• _DATA IN THIS EXERCISE_:
====

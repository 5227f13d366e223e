//! Salus voice crate - speech input and spoken replies.
//!
//! [`VoiceAssistant`] pairs microphone capture (optional `microphone`
//! feature) with cloud speech recognition, and text-to-speech synthesis
//! with local playback. Capture availability is checked before anything
//! else, so an environment without audio support answers immediately and
//! never touches the network.

pub mod capture;
pub mod error;
pub mod recognizer;
pub mod synthesis;

pub use capture::{MicrophoneCapture, Utterance};
pub use error::VoiceError;
pub use recognizer::SpeechClient;
pub use synthesis::{playback_delay, SpeechSynthesizer};

use std::path::Path;

use salus_core::config::VoiceConfig;

/// Voice input/output for one session.
pub struct VoiceAssistant {
    capture: MicrophoneCapture,
    recognizer: SpeechClient,
    synthesizer: SpeechSynthesizer,
}

impl VoiceAssistant {
    /// Assistant using the given cloud API key and voice settings, with
    /// synthesized audio stored under `data_dir`.
    pub fn new(api_key: &str, config: &VoiceConfig, data_dir: &Path) -> Self {
        let voice = if config.voice.is_empty() {
            None
        } else {
            Some(config.voice.clone())
        };
        Self {
            capture: MicrophoneCapture::new(),
            recognizer: SpeechClient::new(api_key, config.language.clone()),
            synthesizer: SpeechSynthesizer::new(
                api_key,
                config.language.clone(),
                voice,
                data_dir,
                config.playback_secs_per_word,
            ),
        }
    }

    /// Whether microphone capture can be attempted.
    pub fn is_available(&self) -> bool {
        self.capture.is_available()
    }

    /// Capture one utterance and transcribe it.
    ///
    /// When capture is unavailable this returns
    /// [`VoiceError::CaptureUnavailable`] without recording or calling the
    /// recognition service.
    pub async fn listen(&self) -> Result<String, VoiceError> {
        let utterance = self.capture.record()?;
        self.recognizer.recognize(&utterance).await
    }

    /// Speak `text` aloud. Failures are logged and swallowed.
    pub async fn speak(&self, text: &str) {
        self.synthesizer.speak(text).await;
    }
}
//! Wire types for the maps/places web services, plus the pure
//! response-shaping helpers the client builds on.
//!
//! Keeping the shaping logic free of HTTP lets it be tested against
//! captured JSON payloads directly.

use serde::Deserialize;

use salus_core::{Clinic, RouteStep, RouteSummary};

use crate::error::LocationError;

// =============================================================================
// Geocoding
// =============================================================================

#[derive(Debug, Deserialize)]
pub struct GeocodeResponse {
    pub status: String,
    #[serde(default)]
    pub results: Vec<GeocodeResult>,
}

#[derive(Debug, Deserialize)]
pub struct GeocodeResult {
    pub geometry: Geometry,
}

#[derive(Debug, Deserialize)]
pub struct Geometry {
    pub location: LatLng,
}

#[derive(Debug, Clone, Copy, Deserialize, PartialEq)]
pub struct LatLng {
    pub lat: f64,
    pub lng: f64,
}

/// Pick the single best coordinate from a geocoding response.
///
/// Zero results map to [`LocationError::LocationNotFound`]; any other
/// non-OK status is surfaced as a provider error.
pub fn best_coordinate(response: GeocodeResponse) -> Result<LatLng, LocationError> {
    match response.status.as_str() {
        "OK" => response
            .results
            .first()
            .map(|r| r.geometry.location)
            .ok_or(LocationError::LocationNotFound),
        "ZERO_RESULTS" => Err(LocationError::LocationNotFound),
        other => Err(LocationError::Api {
            status: other.to_string(),
            message: "geocoding failed".to_string(),
        }),
    }
}

// =============================================================================
// Places
// =============================================================================

#[derive(Debug, Deserialize)]
pub struct PlacesNearbyResponse {
    pub status: String,
    #[serde(default)]
    pub results: Vec<PlaceSummary>,
}

#[derive(Debug, Deserialize)]
pub struct PlaceSummary {
    pub place_id: String,
}

#[derive(Debug, Deserialize)]
pub struct PlaceDetailsResponse {
    pub status: String,
    pub result: Option<PlaceDetails>,
}

#[derive(Debug, Default, Deserialize)]
pub struct PlaceDetails {
    #[serde(default)]
    pub name: Option<String>,
    #[serde(default)]
    pub formatted_address: Option<String>,
    #[serde(default)]
    pub rating: Option<f64>,
    #[serde(default)]
    pub formatted_phone_number: Option<String>,
    #[serde(default)]
    pub website: Option<String>,
    #[serde(default)]
    pub opening_hours: Option<OpeningHours>,
}

#[derive(Debug, Default, Deserialize)]
pub struct OpeningHours {
    #[serde(default)]
    pub weekday_text: Option<Vec<String>>,
}

/// Assemble a [`Clinic`] from a details payload.
pub fn assemble_clinic(details: PlaceDetails) -> Clinic {
    Clinic {
        name: details.name.unwrap_or_default(),
        address: details.formatted_address.unwrap_or_default(),
        rating: details.rating,
        phone: details.formatted_phone_number,
        website: details.website,
        opening_hours: details.opening_hours.and_then(|h| h.weekday_text),
    }
}

// =============================================================================
// Directions
// =============================================================================

#[derive(Debug, Deserialize)]
pub struct DirectionsResponse {
    pub status: String,
    #[serde(default)]
    pub routes: Vec<Route>,
}

#[derive(Debug, Deserialize)]
pub struct Route {
    #[serde(default)]
    pub legs: Vec<Leg>,
}

#[derive(Debug, Deserialize)]
pub struct Leg {
    pub distance: TextValue,
    pub duration: TextValue,
    #[serde(default)]
    pub steps: Vec<Step>,
}

#[derive(Debug, Deserialize)]
pub struct Step {
    pub html_instructions: String,
    pub distance: TextValue,
    pub duration: TextValue,
}

#[derive(Debug, Deserialize)]
pub struct TextValue {
    pub text: String,
}

/// Flatten the first returned route into totals plus ordered steps.
///
/// Totals come from the first leg; steps are collected across every leg in
/// order. Zero routes map to [`LocationError::NoDirections`].
pub fn flatten_route(response: DirectionsResponse) -> Result<RouteSummary, LocationError> {
    if response.status == "ZERO_RESULTS" || response.routes.is_empty() {
        return Err(LocationError::NoDirections);
    }
    if response.status != "OK" {
        return Err(LocationError::Api {
            status: response.status,
            message: "directions failed".to_string(),
        });
    }

    let route = &response.routes[0];
    let first_leg = route.legs.first().ok_or(LocationError::NoDirections)?;

    let steps = route
        .legs
        .iter()
        .flat_map(|leg| leg.steps.iter())
        .map(|step| RouteStep {
            instruction: step.html_instructions.clone(),
            distance: step.distance.text.clone(),
            duration: step.duration.text.clone(),
        })
        .collect();

    Ok(RouteSummary {
        total_distance: first_leg.distance.text.clone(),
        total_duration: first_leg.duration.text.clone(),
        steps,
    })
}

====

• _TASK GOAL_: Transcribe the full set of records precisely.

• _TASK RESULT_:
repository 5227f13d366e223e
//! Salus voice crate - speech input and spoken replies.
//!
//! [`VoiceAssistant`] pairs microphone capture (optional `microphone`
//! feature) with cloud speech recognition, and text-to-speech synthesis
//! with local playback. Capture availability is checked before anything
//! else, so an environment without audio support answers immediately and
//! never touches the network.

pub mod capture;
pub mod error;
pub mod recognizer;
pub mod synthesis;

pub use capture::{MicrophoneCapture, Utterance};
pub use error::VoiceError;
pub use recognizer::SpeechClient;
pub use synthesis::{playback_delay, SpeechSynthesizer};

use std::path::Path;

use salus_core::config::VoiceConfig;

/// Voice input/output for one session.
pub struct VoiceAssistant {
    capture: MicrophoneCapture,
    recognizer: SpeechClient,
    synthesizer: SpeechSynthesizer,
}

impl VoiceAssistant {
    /// Assistant using the given cloud API key and voice settings, with
    /// synthesized audio stored under `data_dir`.
    pub fn new(api_key: &str, config: &VoiceConfig, data_dir: &Path) -> Self {
        let voice = if config.voice.is_empty() {
            None
        } else {
            Some(config.voice.clone())
        };
        Self {
            capture: MicrophoneCapture::new(),
            recognizer: SpeechClient::new(api_key, config.language.clone()),
            synthesizer: SpeechSynthesizer::new(
                api_key,
                config.language.clone(),
                voice,
                data_dir,
                config.playback_secs_per_word,
            ),
        }
    }

    /// Whether microphone capture can be attempted.
    pub fn is_available(&self) -> bool {
        self.capture.is_available()
    }

    /// Capture one utterance and transcribe it.
    ///
    /// When capture is unavailable this returns
    /// [`VoiceError::CaptureUnavailable`] without recording or calling the
    /// recognition service.
    pub async fn listen(&self) -> Result<String, VoiceError> {
        let utterance = self.capture.record()?;
        self.recognizer.recognize(&utterance).await
    }

    /// Speak `text` aloud. Failures are logged and swallowed.
    pub async fn speak(&self, text: &str) {
        self.synthesizer.speak(text).await;
    }
}
//! Wire types for the maps/places web services, plus the pure
//! response-shaping helpers the client builds on.
//!
//! Keeping the shaping logic free of HTTP lets it be tested against
//! captured JSON payloads directly.

use serde::Deserialize;

use salus_core::{Clinic, RouteStep, RouteSummary};

use crate::error::LocationError;

// =============================================================================
// Geocoding
// =============================================================================

#[derive(Debug, Deserialize)]
pub struct GeocodeResponse {
    pub status: String,
    #[serde(default)]
    pub results: Vec<GeocodeResult>,
}

#[derive(Debug, Deserialize)]
pub struct GeocodeResult {
    pub geometry: Geometry,
}

#[derive(Debug, Deserialize)]
pub struct Geometry {
    pub location: LatLng,
}

#[derive(Debug, Clone, Copy, Deserialize, PartialEq)]
pub struct LatLng {
    pub lat: f64,
    pub lng: f64,
}

/// Pick the single best coordinate from a geocoding response.
///
/// Zero results map to [`LocationError::LocationNotFound`]; any other
/// non-OK status is surfaced as a provider error.
pub fn best_coordinate(response: GeocodeResponse) -> Result<LatLng, LocationError> {
    match response.status.as_str() {
        "OK" => response
            .results
            .first()
            .map(|r| r.geometry.location)
            .ok_or(LocationError::LocationNotFound),
        "ZERO_RESULTS" => Err(LocationError::LocationNotFound),
        other => Err(LocationError::Api {
            status: other.to_string(),
            message: "geocoding failed".to_string(),
        }),
    }
}

// =============================================================================
// Places
// =============================================================================

#[derive(Debug, Deserialize)]
pub struct PlacesNearbyResponse {
    pub status: String,
    #[serde(default)]
    pub results: Vec<PlaceSummary>,
}

#[derive(Debug, Deserialize)]
pub struct PlaceSummary {
    pub place_id: String,
}

#[derive(Debug, Deserialize)]
pub struct PlaceDetailsResponse {
    pub status: String,
    pub result: Option<PlaceDetails>,
}

#[derive(Debug, Default, Deserialize)]
pub struct PlaceDetails {
    #[serde(default)]
    pub name: Option<String>,
    #[serde(default)]
    pub formatted_address: Option<String>,
    #[serde(default)]
    pub rating: Option<f64>,
    #[serde(default)]
    pub formatted_phone_number: Option<String>,
    #[serde(default)]
    pub website: Option<String>,
    #[serde(default)]
    pub opening_hours: Option<OpeningHours>,
}

#[derive(Debug, Default, Deserialize)]
pub struct OpeningHours {
    #[serde(default)]
    pub weekday_text: Option<Vec<String>>,
}

/// Assemble a [`Clinic`] from a details payload.
pub fn assemble_clinic(details: PlaceDetails) -> Clinic {
    Clinic {
        name: details.name.unwrap_or_default(),
        address: details.formatted_address.unwrap_or_default(),
        rating: details.rating,
        phone: details.formatted_phone_number,
        website: details.website,
        opening_hours: details.opening_hours.and_then(|h| h.weekday_text),
    }
}

// =============================================================================
// Directions
// =============================================================================

#[derive(Debug, Deserialize)]
pub struct DirectionsResponse {
    pub status: String,
    #[serde(default)]
    pub routes: Vec<Route>,
}

#[derive(Debug, Deserialize)]
pub struct Route {
    #[serde(default)]
    pub legs: Vec<Leg>,
}

#[derive(Debug, Deserialize)]
pub struct Leg {
    pub distance: TextValue,
    pub duration: TextValue,
    #[serde(default)]
    pub steps: Vec<Step>,
}

#[derive(Debug, Deserialize)]
pub struct Step {
    pub html_instructions: String,
    pub distance: TextValue,
    pub duration: TextValue,
}

#[derive(Debug, Deserialize)]
pub struct TextValue {
    pub text: String,
}

/// Flatten the first returned route into totals plus ordered steps.
///
/// Totals come from the first leg; steps are collected across every leg in
/// order. Zero routes map to [`LocationError::NoDirections`].
pub fn flatten_route(response: DirectionsResponse) -> Result<RouteSummary, LocationError> {
    if response.status == "ZERO_RESULTS" || response.routes.is_empty() {
        return Err(LocationError::NoDirections);
    }
    if response.status != "OK" {
        return Err(LocationError::Api {
            status: response.status,
            message: "directions failed".to_string(),
        });
    }

    let route = &response.routes[0];
    let first_leg = route.legs.first().ok_or(LocationError::NoDirections)?;

    let steps = route
        .legs
        .iter()
        .flat_map(|leg| leg.steps.iter())
        .map(|step| RouteStep {
            instruction: step.html_instructions.clone(),
            distance: step.distance.text.clone(),
            duration: step.duration.text.clone(),
        })
        .collect();

    Ok(RouteSummary {
        total_distance: first_leg.distance.text.clone(),
        total_duration: first_leg.duration.text.clone(),
        steps,
    })
}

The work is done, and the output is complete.